In 1587, a Japanese invading army occupied Seoul; one of Toyotomi Hideyoshi's first acts was to create a bugyō for the city, replicating a familiar pattern in an unfamiliar setting.

==Edo period==
During the Edo period, the number of bugyō reached its largest extent as the bureaucracy of the Tokugawa shogunate expanded on an ad hoc basis, responding to perceived needs and changing circumstances.

===List===

- Edo machi-bugyō (江戸町奉行) – Magistrates or municipal administrators of Edo.
  - Kita-machi-bugyō (北町奉行) – North Edo magistrate.
  - Minami-machi-bugyō (南町奉行) – South Edo magistrate.
- Fushin-bugyō (普請奉行) – Superintendents of Public Works.
- Gaikoku-bugyō (外国奉行) – Commissioners in charge of trade and diplomatic relations with foreign countries after 1858.

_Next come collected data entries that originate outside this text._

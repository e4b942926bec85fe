//! Small helpers shared by the file operations and the terminal front end.

use std::path::Path;

const SIZE_UNITS: [&str; 5] = ["B", "KB", "MB", "GB", "TB"];

/// Human-readable byte count, base 1024 with one decimal (`1536 -> "1.5 KB"`)
pub fn format_file_size(size_bytes: u64) -> String {
    let mut size = size_bytes as f64;
    for unit in &SIZE_UNITS[..SIZE_UNITS.len() - 1] {
        if size < 1024.0 {
            return format!("{size:.1} {unit}");
        }
        size /= 1024.0;
    }
    format!("{size:.1} {}", SIZE_UNITS[SIZE_UNITS.len() - 1])
}

/// Language hint for syntax highlighting, derived from the file extension
pub fn language_for_path(path: &Path) -> &'static str {
    let extension = path
        .extension()
        .and_then(|ext| ext.to_str())
        .map(|ext| ext.to_ascii_lowercase());

    match extension.as_deref() {
        Some("py") => "python",
        Some("js") => "javascript",
        Some("ts") => "typescript",
        Some("html") => "html",
        Some("css") => "css",
        Some("json") => "json",
        Some("md") => "markdown",
        Some("yaml") | Some("yml") => "yaml",
        Some("toml") => "toml",
        Some("sh") => "bash",
        Some("rs") => "rust",
        Some("go") => "go",
        Some("java") => "java",
        Some("cpp") => "cpp",
        Some("c") => "c",
        _ => "text",
    }
}

#[cfg(test)]
mod tests {
    use super::*;

    #[test]
    fn formats_sizes_with_binary_units() {
        assert_eq!(format_file_size(0), "0.0 B");
        assert_eq!(format_file_size(512), "512.0 B");
        assert_eq!(format_file_size(1024), "1.0 KB");
        assert_eq!(format_file_size(1536), "1.5 KB");
        assert_eq!(format_file_size(1_048_576), "1.0 MB");
        assert_eq!(format_file_size(1_073_741_824), "1.0 GB");
        assert_eq!(format_file_size(1_099_511_627_776), "1.0 TB");
        assert_eq!(format_file_size(2 * 1_125_899_906_842_624), "2048.0 TB");
    }

    #[test]
    fn maps_known_extensions() {
        assert_eq!(language_for_path(Path::new("main.rs")), "rust");
        assert_eq!(language_for_path(Path::new("config.yml")), "yaml");
        assert_eq!(language_for_path(Path::new("README.MD")), "markdown");
        assert_eq!(language_for_path(Path::new("script.sh")), "bash");
        assert_eq!(language_for_path(Path::new("notes")), "text");
        assert_eq!(language_for_path(Path::new("archive.tar.gz")), "text");
    }
}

- Gunkan-bugyō (軍鑑奉行) – Commissioners in charge of naval matters (post-1859).
- Gusoku-bugyō (具足奉行) – Commissioners in charge of supplying the shogunal armies.
  - Bugu-bugyō (武具奉行) – Commissioners in charge of supplying the shogunal armies (post-1863), replaced Gusoku-bugyō.

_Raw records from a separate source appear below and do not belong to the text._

//! System instruction for the file agent

use crate::config::constants::tools;

/// Output-format modes selected on the command line.
///
/// Each active flag appends one `**Current Mode**` line to the system
/// instruction; the engine is expected to honor it, nothing else changes.
#[derive(Debug, Clone, Copy, Default, PartialEq, Eq)]
pub struct FormatFlags {
    pub brief: bool,
    pub detailed: bool,
    pub beginner: bool,
    pub advanced: bool,
    pub questions: bool,
    pub flashcards: bool,
    pub cornell: bool,
    pub mindmap: bool,
}

impl FormatFlags {
    /// Mode lines for the active flags, in declaration order
    pub fn mode_lines(&self) -> Vec<&'static str> {
        [
            (self.brief, "Brief/Concise - Focus on creating ultra-concise summaries."),
            (
                self.detailed,
                "Detailed - Provide comprehensive breakdowns with extensive detail.",
            ),
            (self.beginner, "Beginner - Simplify all content for novice learners."),
            (
                self.advanced,
                "Advanced - Include sophisticated analysis and technical depth.",
            ),
            (self.questions, "Question Generation - Focus on creating test questions."),
            (self.flashcards, "Flashcards - Format all output as Q&A pairs."),
            (
                self.cornell,
                "Cornell Notes - Structure all output in Cornell note format.",
            ),
            (self.mindmap, "Mind Map - Create text-based hierarchical concept maps."),
        ]
        .into_iter()
        .filter_map(|(active, line)| active.then_some(line))
        .collect()
    }

    pub fn any(&self) -> bool {
        !self.mode_lines().is_empty()
    }
}

/// Generate the system instruction, including one line per active format flag
pub fn generate_system_instruction(flags: &FormatFlags) -> String {
    let mut instruction = String::new();

    instruction.push_str(
        "You are a Learning Notes Assistant. You help students and lifelong learners turn raw notes, \
         textbook excerpts and lecture transcripts into clear, structured study material that is easy \
         to review.\n\n",
    );

    instruction.push_str("CAPABILITIES:\n");
    instruction.push_str("- Summarize: extract key concepts and separate them from supporting detail\n");
    instruction.push_str("- Rewrite: simplify dense text without losing accuracy, add examples and analogies\n");
    instruction.push_str("- Enhance: generate self-test questions, flashcard pairs and memory aids\n");
    instruction.push_str("- Restructure: outlines, Cornell notes, mind maps, comparison tables, study guides\n\n");

    instruction.push_str("TOOLS:\n");
    instruction.push_str(&format!("- {}: Create or overwrite a file\n", tools::CREATE_FILE));
    instruction.push_str(&format!(
        "- {}: Replace a file's content or append to it\n",
        tools::EDIT_FILE
    ));
    instruction.push_str(&format!("- {}: Read a file\n", tools::SHOW_FILE));
    instruction.push_str(&format!(
        "- {}: Delete a file (requires confirm=true)\n",
        tools::DELETE_FILE
    ));
    instruction.push_str(&format!(
        "- {}: List a directory\n\n",
        tools::LIST_DIRECTORY
    ));

    instruction.push_str("FILE GUIDELINES:\n");
    instruction.push_str("- Use descriptive file names such as biology_cell_division_summary.md\n");
    instruction.push_str("- Start notes with the topic and source; use consistent markdown\n");
    instruction.push_str("- Read a file before editing it and preserve its meaning and formatting\n");
    instruction.push_str("- Paths are relative to the working directory; never try to leave it\n");
    instruction.push_str("- Only delete files the user explicitly asked to delete\n\n");

    instruction.push_str("RESPONSES:\n");
    instruction.push_str("- Stay accurate to the source; say where nuance was simplified away\n");
    instruction.push_str("- Briefly state what you did, including the files you touched\n");
    instruction.push_str("- Offer a useful next step such as a quiz or a different format");

    for line in flags.mode_lines() {
        instruction.push_str("\n\n**Current Mode**: ");
        instruction.push_str(line);
    }

    instruction
}

#[cfg(test)]
mod tests {
    use super::*;

    #[test]
    fn base_instruction_has_no_mode_lines() {
        let instruction = generate_system_instruction(&FormatFlags::default());
        assert!(instruction.contains("Learning Notes Assistant"));
        assert!(instruction.contains(tools::DELETE_FILE));
        assert!(!instruction.contains("**Current Mode**"));
    }

    #[test]
    fn active_flags_append_in_declaration_order() {
        let flags = FormatFlags {
            mindmap: true,
            brief: true,
            ..FormatFlags::default()
        };
        let instruction = generate_system_instruction(&flags);

        assert!(instruction.ends_with(
            "\n\n**Current Mode**: Brief/Concise - Focus on creating ultra-concise summaries.\
             \n\n**Current Mode**: Mind Map - Create text-based hierarchical concept maps."
        ));
        assert_eq!(instruction.matches("**Current Mode**").count(), 2);
        assert!(flags.any());
    }
}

- Hakodate bugyō (箱館奉行) – Overseers of the port of Hakodate and neighboring territory of Ezo.
- Haneda bugyō (羽田奉行) – Overseers of the port of Haneda; commissioners of coastal defenses near Edo (post-1853).

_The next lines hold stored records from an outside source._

//! CLI argument parsing

use clap::{Args, Parser, Subcommand};
use file_agent_core::prompts::FormatFlags;
use std::path::PathBuf;

/// Main CLI structure for file-agent
#[derive(Parser, Debug)]
#[command(
    name = "file-agent",
    version,
    about = "AI-powered CLI for creating, editing, showing and listing files"
)]
pub struct Cli {
    /// Directory every file operation is confined to; defaults to current directory
    #[arg(long, global = true)]
    pub workspace: Option<PathBuf>,

    /// Configuration file path; defaults to file-agent.toml in the workspace
    #[arg(long, global = true)]
    pub config: Option<PathBuf>,

    /// Model ID, overrides OPENAI_MODEL and the configuration file
    #[arg(long, global = true)]
    pub model: Option<String>,

    /// Maximum operation round-trips per request
    #[arg(long, global = true)]
    pub max_round_trips: Option<usize>,

    /// Log level (error, warn, info, debug, trace); RUST_LOG takes precedence
    #[arg(long, global = true, default_value = "warn")]
    pub log_level: String,

    #[command(subcommand)]
    pub command: Option<Commands>,
}

/// Available commands
#[derive(Subcommand, Debug)]
pub enum Commands {
    /// Create a new file from a natural-language description
    Create {
        /// What the file should contain, e.g. "study notes on photosynthesis"
        prompt: String,

        #[command(flatten)]
        format: FormatArgs,
    },

    /// Edit an existing file with a natural-language instruction
    Edit {
        /// File to edit, relative to the workspace
        file_path: String,

        /// What to change, e.g. "add a summary section"
        prompt: String,

        #[command(flatten)]
        format: FormatArgs,
    },

    /// Display a file with syntax highlighting
    Show {
        /// File to display, relative to the workspace
        file_path: String,
    },

    /// Ask the agent anything; it decides which file operations to run
    Chat {
        /// Natural-language message for the agent
        message: String,

        #[command(flatten)]
        format: FormatArgs,
    },

    /// List directory contents
    List {
        /// Directory to list; defaults to the workspace root
        path: Option<String>,
    },
}

/// Output-format flags shared by the engine-backed commands
#[derive(Args, Debug, Clone, Copy, Default)]
pub struct FormatArgs {
    /// Create ultra-concise summaries
    #[arg(long)]
    pub brief: bool,

    /// Provide comprehensive breakdowns
    #[arg(long)]
    pub detailed: bool,

    /// Simplify for novice learners
    #[arg(long)]
    pub beginner: bool,

    /// Include sophisticated analysis
    #[arg(long)]
    pub advanced: bool,

    /// Focus on generating test questions
    #[arg(long)]
    pub questions: bool,

    /// Format as Q&A pairs
    #[arg(long)]
    pub flashcards: bool,

    /// Use Cornell note-taking format
    #[arg(long)]
    pub cornell: bool,

    /// Create text-based concept hierarchies
    #[arg(long)]
    pub mindmap: bool,
}

impl From<FormatArgs> for FormatFlags {
    fn from(args: FormatArgs) -> Self {
        Self {
            brief: args.brief,
            detailed: args.detailed,
            beginner: args.beginner,
            advanced: args.advanced,
            questions: args.questions,
            flashcards: args.flashcards,
            cornell: args.cornell,
            mindmap: args.mindmap,
        }
    }
}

- Hyōgo bugyō (兵庫奉行) – Overseers of the port of Hyōgo (post-1864).
- Jisha-bugyō (寺社奉行) – Ministers or administrators for religious affairs; overseers of the country's temples and shrines.
- Jiwari-bugyō (地割奉行)- Commissioners of surveys and surveying.
- Kanagawa bugyō (神奈川奉行) – Overseers of the port of Kanagawa (post-1859).
- Kanjō-bugyō (勘定奉行) – Ministers or administrators for shogunal finance (post-1787).
  - Gundai (郡代)– Deputies.
  - Daikan (代官)- Deputies.
  - Kane-bugyō (金奉行) – Superintendents of the Treasury.
  - Kura-bugyō (倉庫奉行) – Superintendents of Cereal Stores.
  - Kinza (金座) – Gold za or monopoly office (post-1595).
  - Ginza (銀座) – Silver za or monopoly office (post-1598).
  - Dōza (銅座) – Copper za or monopoly office (post-1636) and (1701–1712, 1738–1746, 1766–1768).
  - Shuza (朱座) – Cinnabar za or monopoly office (post-1609).
- Kanjō-ginmiyaku – Comptrollers of Finance.
- Kantō gundai – Kantō deputies.
- Kinzan-bugyō (金山奉行) – Commissioners of mines.
- Kyoto shoshidai (京都所司代) -- Shogunal representatives at Kyoto.
  - Kyoto machi-bugyō (京都町奉行) – Magistrates or municipal administrators of Kyoto.
  - Fushimi bugyō (伏見奉行) – Magistrates or municipal administrators of Fushimi (post-1620).
  - Nara bugyō (奈良奉行) – Governors of Nara.
- Machi-bugyō (町奉行) – Magistrates or municipal administrators in shogunal cities: Edo, Kyoto, Nagasaki, Nara, Nikkō, and Osaka.
- Nagasaki bugyō (長崎奉行) – Governor of Nagasaki.
- Niigata bugyō (新潟奉行) – Overseers of the port of Niigata.
- Nikkō bugyō (日光奉行) – Overseers of Nikkō.
- Osaka jōdai (大阪城代) – Overseers of Osaka Castle.
  - Osaka machi-bugyō (大阪町奉行) – Magistrates or municipal administrators in shogunal cities like Osaka.
  - Sakai bugyō (堺奉行) – Overseers of the town of Sakai.
- Rōya-bugyō (牢屋奉行) – Commissioners of the shogunal prison.
- Sado bugyō (佐渡奉行) – Overseers of the island of Sado.
- Sakuji-bugyō (作事奉行) – Commissioners of works (post-1632).
- Shimoda bugyō (下田奉行) – Overseers of the port of Shimoda.
- Sumo-bugyō (相撲奉行) – Ancestors of the function of gyōji. Officials during the Kamakura shogunate in charge of refereeing sumo matches at the imperial court.
- Sunpu jōdai (駿府城代) – Overseers of Sunpu Castle.
- Uraga bugyō (浦賀奉行) – Overseers of the port of Uraga.
- Yamada bugyō (山田奉行) -- Representatives of the shogunate at Ise.
- Zaimoku-ishi bugyō (材木石奉行) - Overseer of construction materials for the Shōgun's properties (from 1647)
- Zen bugyō (膳奉行) – Overseer of victuals for the Shōgun's table

==Meiji period==
In the early years of the Meiji Restoration, the title of bugyō continued to be used for government offices and conventional practices where nothing else had been created to replace the existing Tokugawa system. For example, the commander-in-chief of artillery under the early Meiji government was called the Hohei-bugyō. As the new government passed its numerous reforms, the term bugyō was soon phased out of usage.